**DATA PROVIDED**.
//! # Entropy-Coding Laboratory
//!
//! *Measure how compressible a byte stream is, without compressing it.*
//!
//! ## Intuition First
//!
//! Take any buffer, decide how many bits make one "symbol" (the *stride*),
//! and ask: how many bits per symbol would each classic statistical coder
//! spend on this data? The answer depends on how much structure the coder
//! can see — a static Huffman code sees only the marginal distribution,
//! tuple extension sees short-range correlation, an adaptive code sees the
//! distribution drift, and a context model sees conditional structure.
//!
//! This crate implements the measurement side of that experiment. Each
//! coder consumes the stream and reports *bit counts* and derived metrics;
//! none of them produces a decodable archive, and decoding is explicitly
//! out of scope.
//!
//! ## The Schemes
//!
//! - **Static Huffman** ([`huffman`]): one frequency pass, then an optimal
//!   prefix code. At most one bit per symbol above the entropy.
//! - **Extended Huffman**: the same, over tuples of `k` symbols with
//!   product probabilities, closing in on the entropy as `k` grows.
//! - **Adaptive Huffman** ([`adaptive`]): the FGK single-pass tree,
//!   restructured after every symbol under the sibling property, with a
//!   per-weight block index accelerating the restructuring.
//! - **Arithmetic coding** ([`arith`]) with pluggable probability models
//!   ([`model`]): a fixed empirical model, and PPM context models
//!   ([`ppm`]) in escape flavors A, B, and C, with optional symbol
//!   exclusion.
//!
//! ## Historical Context
//!
//! ```text
//! 1948  Shannon        Entropy as the fundamental limit
//! 1952  Huffman        Optimal prefix codes from a frequency table
//! 1973  Faller         First adaptive Huffman scheme
//! 1978  Gallager       The sibling property
//! 1985  Knuth          FGK in its practical form
//! 1987  Witten et al.  Integer-interval arithmetic coding
//! 1984  Cleary-Witten  PPM: contexts plus escapes
//! 1990  Moffat         PPMC and implementation craft
//! ```
//!
//! ## Complexity Analysis
//!
//! - **Static/extended Huffman**: $O(n + s \log s)$ for $n$ symbols and $s$
//!   distinct keys; extension multiplies $s$ exponentially in $k$.
//! - **Adaptive Huffman**: $O(\log s)$ amortized per symbol with the block
//!   index, $O(s)$ with the naive tree scan.
//! - **PPM + arithmetic coding**: $O(N)$ context lookups per symbol for
//!   order $N$, each emitting at most one bound.
//!
//! ## Failure Modes
//!
//! 1. **Interval collapse**: a too-small arithmetic word length cannot
//!    resolve a rare symbol's bound; surfaced as an error, not silence.
//! 2. **Context blow-up**: PPM memory grows with the number of distinct
//!    prefixes; pre-size the tables for wide strides.

#![warn(missing_docs)]
#![warn(clippy::all)]

pub mod adaptive;
pub mod arith;
mod block;
pub mod error;
pub mod freq;
pub mod huffman;
pub mod model;
pub mod ppm;
pub mod report;
pub mod stream;

pub use adaptive::{AdaptiveHuffman, LeaderSearch};
pub use arith::ArithmeticEncoder;
pub use error::Error;
pub use freq::FreqTable;
pub use huffman::{HuffmanCoder, HuffmanOptions};
pub use model::{Bound, FixedModel, ProbabilityModel};
pub use ppm::{EscapeMethod, PpmModel};
pub use report::CodingReport;
pub use stream::{BitReader, Symbol, SymbolStream, WindowedSymbolStream};
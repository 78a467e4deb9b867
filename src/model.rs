//! Probability models feeding the arithmetic coder.
//!
//! A model turns each symbol window (prefix plus current symbol) into a
//! sequence of probability [`Bound`]s. One bound per symbol is the common
//! case; context models emit extra escape bounds on the way down to a
//! context that knows the symbol.

use crate::ppm::{EscapeMethod, PpmContext};
use crate::stream::{Symbol, WindowedSymbolStream};

/// A half-open probability interval `[lower, upper)` within `[0, 1]`.
#[derive(Clone, Copy, Debug, PartialEq)]
pub struct Bound {
    /// Cumulative probability below the symbol.
    pub lower: f64,
    /// Cumulative probability up to and including the symbol.
    pub upper: f64,
}

/// A source of probability bounds for the arithmetic coder.
pub trait ProbabilityModel {
    /// Declared alphabet size.
    fn nsymbols(&self) -> u128;

    /// The bound sequence coding the last symbol of `window` given the
    /// preceding symbols of `window` as its context.
    fn bounds(&self, window: &[Symbol]) -> Vec<Bound>;

    /// Account for the last symbol of `window` having been coded.
    fn update(&mut self, window: &[Symbol]);
}

/// An order-0 model with probabilities fixed by one pass over the data.
pub struct FixedModel {
    dist: PpmContext,
    nsymbols: u128,
}

impl FixedModel {
    /// Build the empirical distribution by draining `stream`.
    pub fn new(nsymbols: u128, stream: &mut WindowedSymbolStream<'_>) -> Self {
        let mut dist = PpmContext::new(EscapeMethod::None);

        while !stream.is_empty() {
            let window = stream.next();
            dist.update(window[window.len() - 1]);
        }

        Self { dist, nsymbols }
    }
}

impl ProbabilityModel for FixedModel {
    fn nsymbols(&self) -> u128 {
        self.nsymbols
    }

    fn bounds(&self, window: &[Symbol]) -> Vec<Bound> {
        vec![self.dist.bound(window[window.len() - 1])]
    }

    fn update(&mut self, _window: &[Symbol]) {}
}

#[cfg(test)]
mod tests {
    use super::*;

    #[test]
    fn fixed_model_splits_unit_interval_by_counts() {
        let data = [0u8, 0, 0, 1]; // 0 three times, 1 once
        let mut pass = WindowedSymbolStream::new(&data, 8, 1).unwrap();
        let model = FixedModel::new(256, &mut pass);

        let b0 = model.bounds(&[0])[0];
        let b1 = model.bounds(&[1])[0];
        assert_eq!(b0, Bound { lower: 0.0, upper: 0.75 });
        assert_eq!(b1, Bound { lower: 0.75, upper: 1.0 });
    }
}
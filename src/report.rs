//! Per-run measurement summaries.

use std::fmt;

/// The scalars reported by one coding experiment.
///
/// `compression_ratio` relates the raw input size to the encoded size:
/// `occurrences * stride * extend / encoded_bits`. A ratio above 1 means
/// the scheme beat the fixed-width baseline.
#[derive(Clone, Debug)]
pub struct CodingReport {
    /// Symbol width in bits.
    pub stride: u64,
    /// Huffman extension factor; 1 for everything else.
    pub extend: u64,
    /// Number of distinct symbols observed.
    pub nonzero_symbols: u64,
    /// Effective data size in symbols.
    pub occurrences: u128,
    /// Mean encoded bits per symbol.
    pub expected_codeword_length: f64,
    /// Input bits over encoded bits.
    pub compression_ratio: f64,
    /// Wall-clock encode time in seconds.
    pub execution_time: f64,
}

impl fmt::Display for CodingReport {
    fn fmt(&self, f: &mut fmt::Formatter<'_>) -> fmt::Result {
        if self.extend > 1 {
            writeln!(
                f,
                "Extended Symbol Width:    {} * {} = {} (bit)",
                self.stride,
                self.extend,
                self.stride * self.extend
            )?;
        } else {
            writeln!(f, "Symbol Length:            {} (bit)", self.stride)?;
        }
        writeln!(f, "Nonzero Symbols:          {}", self.nonzero_symbols)?;
        writeln!(f, "Data Size:                {} (# symbol)", self.occurrences)?;
        writeln!(
            f,
            "Expected Codeword Length: {:.6} (bit)",
            self.expected_codeword_length
        )?;
        writeln!(f, "Compression Ratio:        {:.6}", self.compression_ratio)?;
        write!(f, "Execution Time:           {:.6} (second)", self.execution_time)
    }
}
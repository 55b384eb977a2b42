/// Payload carried by one case of a tagged union.
///
/// Rust variants label all of their fields or none of them, so the label
/// choice is made per case rather than per parameter.
#[derive(Debug, Clone, PartialEq, Eq)]
pub enum Payload {
    Unit,
    Unlabeled(Vec<syn::Type>),
    Labeled(Vec<(syn::Ident, syn::Type)>),
}

impl Payload {
    pub fn types(&self) -> Vec<&syn::Type> {
        match self {
            Self::Unit => Vec::new(),
            Self::Unlabeled(types) => types.iter().collect(),
            Self::Labeled(params) => params.iter().map(|(_, ty)| ty).collect(),
        }
    }
}

/// One alternative of a tagged union, in declaration order.
#[derive(Debug, Clone, PartialEq, Eq)]
pub struct CaseModel {
    pub name: syn::Ident,
    pub payload: Payload,
}

impl CaseModel {
    pub fn unit(name: syn::Ident) -> Self {
        Self {
            name,
            payload: Payload::Unit,
        }
    }

    /// Lower an enum variant. Variants take no `#[fixture(...)]` options,
    /// neither on themselves nor on their fields.
    pub fn from_variant(variant: &syn::Variant) -> darling::Result<Self> {
        let mut errors = darling::Error::accumulator();
        let attrs = variant
            .attrs
            .iter()
            .chain(variant.fields.iter().flat_map(|f| &f.attrs));
        for attr in attrs.filter(|attr| attr.path().is_ident("fixture")) {
            errors.push(
                darling::Error::custom("`#[fixture(...)]` has no effect on enum variants or their fields")
                    .with_span(attr),
            );
        }

        let payload = match &variant.fields {
            syn::Fields::Unit => Payload::Unit,
            syn::Fields::Unnamed(fields) => {
                Payload::Unlabeled(fields.unnamed.iter().map(|f| f.ty.clone()).collect())
            }
            syn::Fields::Named(fields) => Payload::Labeled(
                fields
                    .named
                    .iter()
                    .filter_map(|f| f.ident.clone().map(|ident| (ident, f.ty.clone())))
                    .collect(),
            ),
        };
        errors.finish_with(Self {
            name: variant.ident.clone(),
            payload,
        })
    }
}
use proc_macro2::TokenStream;
use quote::{ToTokens, quote};

#[derive(Debug, Clone, Copy, PartialEq, Eq)]
pub enum FragmentKind {
    /// `fixture_new(...)`, one parameter per constructible field.
    Constructor,
    /// `fixture()`, the default sample.
    SampleAccessor,
    /// The mutable builder type and its seeding impls.
    Builder,
    /// `fixture_with(configure)`.
    Factory,
}

impl FragmentKind {
    /// Whether the fragment lives in the type's inherent impl rather than
    /// next to the type.
    pub const fn is_member(self) -> bool {
        !matches!(self, Self::Builder)
    }
}

#[derive(Debug, Clone)]
pub struct Fragment {
    pub kind: FragmentKind,
    pub tokens: TokenStream,
}

impl Fragment {
    pub fn new(kind: FragmentKind, tokens: TokenStream) -> Self {
        Self { kind, tokens }
    }
}

/// Everything generated for one declaration, in emission order.
#[derive(Debug, Clone)]
pub struct Expansion {
    pub name: syn::Ident,
    /// Generics of the inherent impl, including `Sampleable` bounds.
    pub generics: syn::Generics,
    pub fragments: Vec<Fragment>,
    /// The `Sampleable` impl for the type.
    pub conformance: TokenStream,
}

impl Expansion {
    pub fn kinds(&self) -> Vec<FragmentKind> {
        self.fragments.iter().map(|f| f.kind).collect()
    }

    pub fn fragment(&self, kind: FragmentKind) -> Option<&Fragment> {
        self.fragments.iter().find(|f| f.kind == kind)
    }
}

impl ToTokens for Expansion {
    fn to_tokens(&self, tokens: &mut TokenStream) {
        let name = &self.name;
        let (impl_generics, ty_generics, where_clause) = self.generics.split_for_impl();
        let members = self
            .fragments
            .iter()
            .filter(|f| f.kind.is_member())
            .map(|f| &f.tokens);
        let items = self
            .fragments
            .iter()
            .filter(|f| !f.kind.is_member())
            .map(|f| &f.tokens);
        let conformance = &self.conformance;

        tokens.extend(quote! {
            #[automatically_derived]
            impl #impl_generics #name #ty_generics #where_clause {
                #(#members)*
            }
            #(#items)*
            #conformance
        });
    }
}
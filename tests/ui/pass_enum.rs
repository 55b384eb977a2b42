use fixturize::Fixture;

#[derive(Debug, PartialEq, Fixture)]
pub enum Event {
    Created { id: u64, by: String },
    Deleted(u64),
}

fn main() {
    assert_eq!(
        Event::fixture(),
        Event::Created {
            id: 0,
            by: String::new()
        }
    );
}
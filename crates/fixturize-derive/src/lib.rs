//! `#[derive(Fixture)]`: sample constructors for structs and enums.
//!
//! # Example
//!
//! ```ignore
//! use fixturize::Fixture;
//!
//! #[derive(Fixture)]
//! pub struct User {
//!     pub id: String,
//!     pub age: u32,
//!     #[fixture(default)]
//!     pub retries: u8,
//! }
//!
//! let user = User::fixture();
//! let admin = User::fixture_with(|u| u.id = "admin".into());
//! ```
//!
//! # Container attributes
//!
//! - `#[fixture(crate = path)]` - Optional. Path of the runtime crate, `::fixturize` by default.
//! - `#[fixture(builder = "Name")]` - Optional. Name of the generated builder type.
//! - `#[fixture(debug_only)]` - Optional. Compile the generated items only with `debug_assertions`.
//! - `#[fixture(enclosing_vis = "pub(crate)")]` - Optional. Visibility assumed for a type without a modifier.
//!
//! # Field attributes
//!
//! - `#[fixture(default)]` - The constructor takes `Option<T>` and falls back to the sample.
//! - `#[fixture(lazy)]`, `#[fixture(computed)]`, `#[fixture(observed)]` - Leave the field out
//!   of construction; it is initialized with `Default::default()`.

extern crate proc_macro;

use fixturize_derive_core::synth::DeriveFixture;
use proc_macro::TokenStream;
use syn::parse_macro_input;

#[proc_macro_derive(Fixture, attributes(fixture))]
pub fn derive_fixture(input: TokenStream) -> TokenStream {
    let ast = parse_macro_input!(input as syn::DeriveInput);
    match DeriveFixture::default().emit(&ast) {
        Ok(tokens) => tokens.into(),
        Err(e) => e.write_errors().into(),
    }
}
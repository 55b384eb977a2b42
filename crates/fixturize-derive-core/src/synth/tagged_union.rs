use proc_macro2::TokenStream;
use quote::quote;

use super::{EmitContext, Expansion, Fragment, FragmentKind};
use crate::error::SynthesisError;
use crate::ir::{CaseModel, Payload};
use crate::visibility::Visibility;

impl EmitContext<'_> {
    /// The sample of a tagged union is its first case, with every payload
    /// value sampled.
    pub(crate) fn emit_tagged_union(
        &self,
        cases: &[CaseModel],
    ) -> Result<Expansion, SynthesisError> {
        let Some(first) = cases.first() else {
            return Err(SynthesisError::NoCases {
                span: self.declaration.name.span(),
            });
        };

        let guard = self.guard();
        let vis = self
            .declaration
            .type_visibility()
            .unwrap_or_else(Visibility::internal);
        let value = self.case_sample(first);
        let doc = format!(
            "A sample `{}`: the `{}` variant with sample values.",
            self.declaration.name, first.name
        );
        let accessor = Fragment::new(
            FragmentKind::SampleAccessor,
            quote! {
                #guard
                #[doc = #doc]
                #vis fn fixture() -> Self {
                    #value
                }
            },
        );

        let generics = self.sampling_generics(first.payload.types());
        Ok(Expansion {
            name: self.declaration.name.clone(),
            conformance: self.conformance(&generics),
            generics,
            fragments: vec![accessor],
        })
    }

    fn case_sample(&self, case: &CaseModel) -> TokenStream {
        let variant = &case.name;
        match &case.payload {
            Payload::Unit => quote! { Self::#variant },
            Payload::Unlabeled(types) => {
                let values = types.iter().map(|_| self.inferred_sample());
                quote! { Self::#variant(#(#values),*) }
            }
            Payload::Labeled(params) => {
                let values = params.iter().map(|(label, _)| {
                    let sample = self.inferred_sample();
                    quote! { #label: #sample }
                });
                quote! { Self::#variant { #(#values),* } }
            }
        }
    }
}
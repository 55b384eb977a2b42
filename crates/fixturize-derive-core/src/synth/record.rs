use proc_macro2::TokenStream;
use quote::{format_ident, quote};

use super::{DeriveFixture, EmitContext, Expansion, Fragment, FragmentKind};
use crate::field::{FieldModel, extract_fields};
use crate::ir::{Declaration, MemberDecl};
use crate::misc::replace_self;
use crate::visibility::{Visibility, VisibilityLevel, compute_effective_visibility};

/// What the record path learns about a declaration before emitting.
#[derive(Debug, Clone, PartialEq, Eq)]
pub struct RecordScan {
    /// Constructible fields, with `Self` in their types spelled out.
    pub fields: Vec<FieldModel>,
    /// Instance fields left out of construction.
    pub fillers: Vec<syn::Ident>,
    /// Visibility of the sample accessor.
    pub type_visibility: Visibility,
    /// Visibility of every generated member that mentions field types.
    pub effective_visibility: Visibility,
}

impl RecordScan {
    /// A record without constructible fields gets no constructor; its
    /// instances are built with a struct literal instead.
    pub fn has_constructor(&self) -> bool {
        !self.fields.is_empty()
    }
}

impl DeriveFixture {
    pub fn scan_record(&self, declaration: &Declaration, members: &[MemberDecl]) -> RecordScan {
        let mut extraction = extract_fields(members, self.options.extract);
        let self_ty = declaration.self_ty();
        for field in &mut extraction.fields {
            replace_self(&mut field.declared_type, &self_ty);
        }
        let type_visibility = declaration.type_visibility();
        let effective_visibility =
            compute_effective_visibility(type_visibility.as_ref(), &extraction.fields);
        RecordScan {
            fields: extraction.fields,
            fillers: extraction.fillers,
            type_visibility: type_visibility.unwrap_or_else(Visibility::internal),
            effective_visibility,
        }
    }
}

impl EmitContext<'_> {
    pub(crate) fn emit_record(&self, scan: &RecordScan) -> Expansion {
        let generics = self.sampling_generics(scan.fields.iter().map(|f| &f.declared_type));

        let mut fragments = Vec::with_capacity(4);
        if scan.has_constructor() {
            fragments.push(self.constructor(scan));
        }
        fragments.push(self.record_sample_accessor(scan));
        fragments.push(self.builder(scan, &generics));
        fragments.push(self.factory(scan));

        Expansion {
            name: self.declaration.name.clone(),
            conformance: self.conformance(&generics),
            generics,
            fragments,
        }
    }

    fn constructor(&self, scan: &RecordScan) -> Fragment {
        let guard = self.guard();
        let vis = &scan.effective_visibility;
        let krate = &self.crate_path;

        let params = scan.fields.iter().map(|field| {
            let param = field.parameter_name();
            let ty = &field.declared_type;
            if field.has_default_value {
                quote! { #param: ::core::option::Option<#ty> }
            } else {
                quote! { #param: #ty }
            }
        });
        let inits = scan.fields.iter().map(|field| {
            let name = &field.name;
            let param = field.parameter_name();
            let ty = &field.declared_type;
            if field.has_default_value {
                quote! { #name: #param.unwrap_or_else(<#ty as #krate::Sampleable>::sample) }
            } else {
                quote! { #name: #param }
            }
        });
        let fillers = filler_inits(scan);
        let mut doc = format!("Builds a `{}` from one argument per field.", self.declaration.name);
        if scan.fields.iter().any(|f| f.has_default_value) {
            doc.push_str(" `None` picks the sample for fields with a default.");
        }

        Fragment::new(
            FragmentKind::Constructor,
            quote! {
                #guard
                #[doc = #doc]
                #[allow(clippy::too_many_arguments, non_snake_case)]
                #vis fn fixture_new(#(#params),*) -> Self {
                    Self {
                        #(#inits,)*
                        #(#fillers,)*
                    }
                }
            },
        )
    }

    fn record_sample_accessor(&self, scan: &RecordScan) -> Fragment {
        let guard = self.guard();
        let vis = &scan.type_visibility;
        let args = scan.fields.iter().map(|field| {
            if field.has_default_value {
                quote! { ::core::option::Option::None }
            } else {
                self.sample_of(&field.declared_type)
            }
        });
        let body = construct(scan, args);
        let doc = format!("A sample `{}` built from sample field values.", self.declaration.name);

        Fragment::new(
            FragmentKind::SampleAccessor,
            quote! {
                #guard
                #[doc = #doc]
                #vis fn fixture() -> Self {
                    #body
                }
            },
        )
    }

    fn builder(&self, scan: &RecordScan, sampling: &syn::Generics) -> Fragment {
        let guard = self.guard();
        let vis = &scan.effective_visibility;
        let name = &self.declaration.name;
        let builder = self.declaration.builder_name();
        let generics = &self.declaration.generics;
        let struct_where = &generics.where_clause;
        let (_, self_ty_generics, _) = generics.split_for_impl();
        let (impl_generics, ty_generics, where_clause) = sampling.split_for_impl();

        let fields = scan.fields.iter().map(|field| {
            let name = &field.name;
            let ty = &field.declared_type;
            quote! { #vis #name: #ty }
        });
        let seeds = scan.fields.iter().map(|field| {
            let name = &field.name;
            let sample = self.sample_of(&field.declared_type);
            quote! { #name: #sample }
        });
        let (marker_field, marker_seed) = if generics.params.is_empty() {
            (TokenStream::new(), TokenStream::new())
        } else {
            let marker = marker_name(scan);
            (
                quote! { #marker: ::core::marker::PhantomData<fn() -> #name #self_ty_generics> },
                quote! { #marker: ::core::marker::PhantomData },
            )
        };

        // Package-wide builders also get a named constructor.
        let new_fn = if vis.level() >= VisibilityLevel::Package {
            quote! {
                #guard
                #[automatically_derived]
                impl #impl_generics #builder #ty_generics #where_clause {
                    #vis fn new() -> Self {
                        <Self as ::core::default::Default>::default()
                    }
                }
            }
        } else {
            TokenStream::new()
        };
        let doc = format!(
            "Sample-seeded fields of `{name}`, handed to the `{name}::fixture_with` callback."
        );

        Fragment::new(
            FragmentKind::Builder,
            quote! {
                #guard
                #[doc = #doc]
                #[allow(non_snake_case)]
                #vis struct #builder #generics #struct_where {
                    #(#fields,)*
                    #marker_field
                }

                #guard
                #[automatically_derived]
                impl #impl_generics ::core::default::Default for #builder #ty_generics #where_clause {
                    fn default() -> Self {
                        Self {
                            #(#seeds,)*
                            #marker_seed
                        }
                    }
                }

                #new_fn
            },
        )
    }

    fn factory(&self, scan: &RecordScan) -> Fragment {
        let guard = self.guard();
        let vis = &scan.effective_visibility;
        let builder = self.declaration.builder_name();
        let (_, ty_generics, _) = self.declaration.generics.split_for_impl();

        let args = scan.fields.iter().map(|field| {
            let name = &field.name;
            if field.has_default_value {
                quote! { ::core::option::Option::Some(builder.#name) }
            } else {
                quote! { builder.#name }
            }
        });
        let body = construct(scan, args);
        let doc = format!(
            "A sample `{}` whose fields are first adjusted by `configure`.",
            self.declaration.name
        );

        Fragment::new(
            FragmentKind::Factory,
            quote! {
                #guard
                #[doc = #doc]
                #vis fn fixture_with(
                    configure: impl ::core::ops::FnOnce(&mut #builder #ty_generics),
                ) -> Self {
                    let mut builder = <#builder #ty_generics as ::core::default::Default>::default();
                    configure(&mut builder);
                    #body
                }
            },
        )
    }
}

/// Name of the builder's type marker, kept clear of every field name.
fn marker_name(scan: &RecordScan) -> syn::Ident {
    let mut marker = format_ident!("__fixture_marker");
    while scan.fields.iter().any(|f| f.name == marker) {
        marker = format_ident!("_{}", marker);
    }
    marker
}

fn filler_inits(scan: &RecordScan) -> Vec<TokenStream> {
    scan.fillers
        .iter()
        .map(|name| quote! { #name: ::core::default::Default::default() })
        .collect()
}

/// An instance built from `args`, one per constructible field.
fn construct(scan: &RecordScan, args: impl Iterator<Item = TokenStream>) -> TokenStream {
    if scan.has_constructor() {
        quote! { Self::fixture_new(#(#args),*) }
    } else {
        let fillers = filler_inits(scan);
        quote! { Self { #(#fillers),* } }
    }
}
use std::collections::{BTreeMap, BTreeSet, BinaryHeap, HashMap, HashSet, VecDeque};
use std::hash::BuildHasher;
use std::marker::PhantomData;
use std::rc::Rc;
use std::sync::Arc;
use std::time::Duration;

/// A type with a canonical, deterministic sample value.
///
/// Samples are plain values: calling `sample()` twice yields equal values,
/// and nothing about them depends on the environment. Derived fixtures look
/// up the sample of every field type through this trait.
pub trait Sampleable: Sized {
    fn sample() -> Self;
}

macro_rules! sample_as {
    ($value:expr => $($ty:ty),+ $(,)?) => {
        $(
            impl Sampleable for $ty {
                #[inline]
                fn sample() -> Self {
                    $value
                }
            }
        )+
    };
}

sample_as!(0 => i8, i16, i32, i64, i128, isize, u8, u16, u32, u64, u128, usize);
sample_as!(0.0 => f32, f64);
sample_as!(false => bool);
sample_as!('a' => char);
sample_as!(() => ());
sample_as!(String::new() => String);
sample_as!("" => &'static str);
sample_as!(Duration::ZERO => Duration);

impl<T> Sampleable for Option<T> {
    fn sample() -> Self {
        None
    }
}

impl<T: ?Sized> Sampleable for PhantomData<T> {
    fn sample() -> Self {
        PhantomData
    }
}

macro_rules! sample_empty {
    ($($ty:ty => [$($generics:tt)*]),+ $(,)?) => {
        $(
            impl<$($generics)*> Sampleable for $ty {
                fn sample() -> Self {
                    Self::default()
                }
            }
        )+
    };
}

sample_empty! {
    Vec<T> => [T],
    VecDeque<T> => [T],
    BTreeSet<T> => [T],
    BTreeMap<K, V> => [K, V],
    BinaryHeap<T> => [T: Ord],
    HashSet<T, S> => [T, S: BuildHasher + Default],
    HashMap<K, V, S> => [K, V, S: BuildHasher + Default],
}

macro_rules! sample_wrapped {
    ($($ty:ident),+) => {
        $(
            impl<T: Sampleable> Sampleable for $ty<T> {
                fn sample() -> Self {
                    $ty::new(T::sample())
                }
            }
        )+
    };
}

sample_wrapped!(Box, Rc, Arc);

impl<T: Sampleable, const N: usize> Sampleable for [T; N] {
    fn sample() -> Self {
        std::array::from_fn(|_| T::sample())
    }
}

macro_rules! sample_tuple {
    ($($name:ident)+) => {
        impl<$($name: Sampleable),+> Sampleable for ($($name,)+) {
            fn sample() -> Self {
                ($($name::sample(),)+)
            }
        }
    };
}

sample_tuple!(A);
sample_tuple!(A B);
sample_tuple!(A B C);
sample_tuple!(A B C D);
sample_tuple!(A B C D E);
sample_tuple!(A B C D E F);
sample_tuple!(A B C D E F G);
sample_tuple!(A B C D E F G H);
sample_tuple!(A B C D E F G H I);
sample_tuple!(A B C D E F G H I J);
sample_tuple!(A B C D E F G H I J K);
sample_tuple!(A B C D E F G H I J K L);
//! Derived fixtures for enums.

use fixturize::{Fixture, Sampleable};

#[derive(Debug, PartialEq, Fixture)]
pub enum Status {
    Active,
    Inactive,
}

#[derive(Debug, Fixture)]
pub enum Outcome {
    Success(String),
    Failure(std::io::Error),
}

#[derive(Debug, PartialEq, Fixture)]
enum Shape {
    Rect { width: u32, height: u32 },
    Circle(f64),
}

#[derive(Debug, PartialEq, Fixture)]
pub enum Either<L, R> {
    Left(L),
    Right(R),
}

#[derive(Debug, PartialEq, Fixture)]
pub struct Job {
    pub name: String,
    pub status: Status,
}

#[test]
fn test_first_case_is_the_sample() {
    assert_eq!(Status::fixture(), Status::Active);
    assert_eq!(Status::sample(), Status::Active);
}

#[test]
fn test_payload_is_sampled() {
    match Outcome::fixture() {
        Outcome::Success(message) => assert_eq!(message, ""),
        other => panic!("expected the first variant, got {other:?}"),
    }
}

#[test]
fn test_labeled_payload_is_sampled() {
    assert_eq!(
        Shape::fixture(),
        Shape::Rect {
            width: 0,
            height: 0
        }
    );
}

#[test]
fn test_later_cases_need_no_samples() {
    // `File` has no sample; only `Left` is ever built.
    let either = Either::<u8, std::fs::File>::fixture();
    assert!(matches!(either, Either::Left(0)));
}

#[test]
fn test_enum_fields_in_records() {
    let job = Job::fixture_with(|j| j.status = Status::Inactive);
    assert_eq!(job.status, Status::Inactive);
    assert_eq!(Job::fixture().status, Status::Active);
}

**TASK REQUIREMENTS**. Where in the listing does the string "filename" appear? Copy every line that has it.

**SOLUTION FOR THIS TASK**.
filename src/model.rs
filename src/report.rs
filename tests/ui/pass_enum.rs
filename crates/fixturize-derive/src/lib.rs
filename crates/fixturize-derive-core/src/synth/tagged_union.rs
filename crates/fixturize-derive-core/src/synth/record.rs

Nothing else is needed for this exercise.